Thursday, October 15, 2015

Of full text , thick metadata , and discovery search

As my institution recently switched to Primo, nowadays I lurk in the Primo mailing list. I am amused to note that in many ways the conversation on it is very similar to what I experienced when lurking in the Summon mailing list. (One wonders if in time to come this difference might become moot but I digress).

Why don't the number of results make sense?

A common thread that occurs on such mailing lists from time to time and that often draws tons of responses is a game I call "Do the number of results make sense?".

Typically this would begin with some librarian or (technical person tasked to support librarians) bemoaning the fact that they (or their librarians) find that the number of results shown are not "logical".

For example someone would post a email with a subject like "Results doesn't make sense". The email would look like this (examples are made up).

a) Happy birthday    4,894
b) Happy birth*    3,623                                      
c) Happy holidays  20,591
d) Happy holid*    8,455
e) Happy OR birthday 4,323                                    

The email would then point out that it made no sense that number of results in b) and d) were lower than in a) and c) respectively. Or that e) Should have more results than a).
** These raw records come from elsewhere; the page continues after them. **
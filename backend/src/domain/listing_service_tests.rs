//! Tests for listing maintenance and raised-total corrections.

use std::sync::Arc;

use rstest::rstest;

use super::*;
use crate::domain::ports::MockListingRepository;
use crate::test_support::clock::MutableClock;
use crate::test_support::fixtures::{admin, colombo_sky, investor, listing_draft};

fn catalogue(listings: MockListingRepository) -> ListingCatalogue {
    ListingCatalogue::new(
        Arc::new(listings),
        ListingLocks::new(),
        Arc::new(MutableClock::fixed()),
    )
}

fn colombo_id() -> ListingId {
    ListingId::new("colombo-sky-1").expect("valid id")
}

#[rstest]
#[tokio::test]
async fn investors_cannot_save_listings() {
    let draft = listing_draft("colombo-sky-1", 50_000_000, 0, 500_000, 12.0);
    let err = catalogue(MockListingRepository::new())
        .save(&investor("ann@example.com"), &draft)
        .await
        .expect_err("investor save");
    assert_eq!(Error::from(err).code(), ErrorCode::Forbidden);
}

#[rstest]
#[tokio::test]
async fn save_generates_slug_when_id_missing() {
    let mut listings = MockListingRepository::new();
    listings.expect_find().returning(|_| Ok(None));
    listings
        .expect_upsert()
        .withf(|listing| listing.id().as_ref() == "harbour-view-lofts-1735689600000")
        .times(1)
        .returning(|_| Ok(()));

    let mut draft = listing_draft("unused", 10_000_000, 0, 100_000, 9.5);
    draft.id = None;
    draft.title = "Harbour View Lofts".to_owned();
    let saved = catalogue(listings)
        .save(&admin(), &draft)
        .await
        .expect("created listing");
    assert_eq!(saved.total_raised(), 0);
}

#[rstest]
#[tokio::test]
async fn invalid_status_is_reported() {
    let mut draft = listing_draft("colombo-sky-1", 50_000_000, 0, 500_000, 12.0);
    draft.status = "Paused".to_owned();
    let mut listings = MockListingRepository::new();
    listings.expect_find().returning(|_| Ok(None));

    let err = catalogue(listings)
        .save(&admin(), &draft)
        .await
        .expect_err("invalid status");
    let error = Error::from(err);
    assert_eq!(error.code(), ErrorCode::InvalidRequest);
    assert_eq!(error.reason(), Some("invalid_status"));
}

#[rstest]
#[tokio::test]
async fn updates_cannot_rewrite_raised_total() {
    let mut listings = MockListingRepository::new();
    listings
        .expect_find()
        .returning(|_| Ok(Some(colombo_sky())));
    listings.expect_upsert().never();

    let draft = listing_draft("colombo-sky-1", 50_000_000, 40_000_000, 500_000, 12.0);
    let err = catalogue(listings)
        .save(&admin(), &draft)
        .await
        .expect_err("raised total edit");
    assert_eq!(Error::from(err).reason(), Some("raised_total_not_editable"));
}

#[rstest]
#[tokio::test]
async fn deleting_unknown_listing_is_not_found() {
    let mut listings = MockListingRepository::new();
    listings.expect_delete_cascading().returning(|_| Ok(false));
    let locks = ListingLocks::new();
    let catalogue = ListingCatalogue::new(
        Arc::new(listings),
        locks.clone(),
        Arc::new(MutableClock::fixed()),
    );
    let err = catalogue
        .delete(&admin(), &colombo_id())
        .await
        .expect_err("missing listing");
    assert_eq!(Error::from(err).code(), ErrorCode::NotFound);
    assert!(locks.is_empty());
}

#[rstest]
#[tokio::test]
async fn adjustment_is_audited() {
    let mut listings = MockListingRepository::new();
    listings
        .expect_find()
        .returning(|_| Ok(Some(colombo_sky())));
    listings
        .expect_upsert()
        .withf(|listing| listing.total_raised() == 20_000_000)
        .times(1)
        .returning(|_| Ok(()));
    listings
        .expect_record_adjustment()
        .withf(|adjustment| {
            adjustment.previous_total == 25_000_000
                && adjustment.new_total == 20_000_000
                && adjustment.reason == "refund processed offline"
                && adjustment.actor_email.as_ref() == "admin@stake.com"
        })
        .times(1)
        .returning(|_| Ok(()));

    let listing = catalogue(listings)
        .adjust_raised_total(&admin(), &colombo_id(), 20_000_000, " refund processed offline ")
        .await
        .expect("adjusted");
    assert_eq!(listing.total_raised(), 20_000_000);
}

#[rstest]
#[case(-1)]
#[case(50_000_001)]
#[tokio::test]
async fn adjustment_enforces_bounds(#[case] new_total: i64) {
    let mut listings = MockListingRepository::new();
    listings
        .expect_find()
        .returning(|_| Ok(Some(colombo_sky())));
    listings.expect_upsert().never();
    listings.expect_record_adjustment().never();

    let err = catalogue(listings)
        .adjust_raised_total(&admin(), &colombo_id(), new_total, "correction")
        .await
        .expect_err("out of range");
    assert_eq!(Error::from(err).code(), ErrorCode::InvalidRequest);
}

#[rstest]
#[tokio::test]
async fn adjustment_requires_reason() {
    let err = catalogue(MockListingRepository::new())
        .adjust_raised_total(&admin(), &colombo_id(), 1, "   ")
        .await
        .expect_err("missing reason");
    assert_eq!(err, ListingError::MissingReason);
}

#[rstest]
#[tokio::test]
async fn list_is_newest_first() {
    use chrono::{TimeZone, Utc};

    let older = colombo_sky();
    let draft = listing_draft("galle-heritage-1", 75_000_000, 0, 750_000, 15.0);
    let newer = Listing::create(
        ListingId::new("galle-heritage-1").expect("id"),
        &draft,
        Utc.with_ymd_and_hms(2025, 6, 1, 0, 0, 0).single().expect("time"),
    )
    .expect("listing");
    let mut listings = MockListingRepository::new();
    listings
        .expect_list()
        .returning(move || Ok(vec![older.clone(), newer.clone()]));

    let ids: Vec<String> = catalogue(listings)
        .list()
        .await
        .expect("list")
        .iter()
        .map(|listing| listing.id().to_string())
        .collect();
    assert_eq!(ids, ["galle-heritage-1", "colombo-sky-1"]);
}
Other variants would include using quotes, or finding that after login (which usually produces more results due to results appearing from mutually licensed content providers) the number of results actually fell etc.

The "reason" often emerges that the web scale discovery service whether Summon Or Primo is doing something "clever" that isn't transparent to the user that results in a search that isn't strictly boolean logic.

In the past, I've seen cases such as

* Summon doing stemming by default but dropping it when boolean operators was used (might have changed now)
* Primo doing metadata search only by default but expanding to matching full text if the number of results dropping below a certain number.

I've discussed in the past How is Google different from traditional Library OPACs & databases?  and in this way web scale discovery services are somewhat similar to Google in that they don't do strict boolean and can do various adjustments to try to "help the user" at the cost of predictability and often transparency if the user wasn't given warning.

Matching full text or not?

In the most recent case I encountered in the Primo mailing list, it was announced there would be a enhancement to add a displayed message indicating that the search was expanded to match full text.

This lead to a discussion on why Primo couldn't simply match on full text all the time, or at least provide a option to do either like how EBSCO Discovery Services does.

MIT Libraries's Ebsco Discovery services searches in full text by default but you can turn it off.

An argument often made is that metadata match only, improves relevancy , in particular known item searching which makes up generally about 40-60% of searches.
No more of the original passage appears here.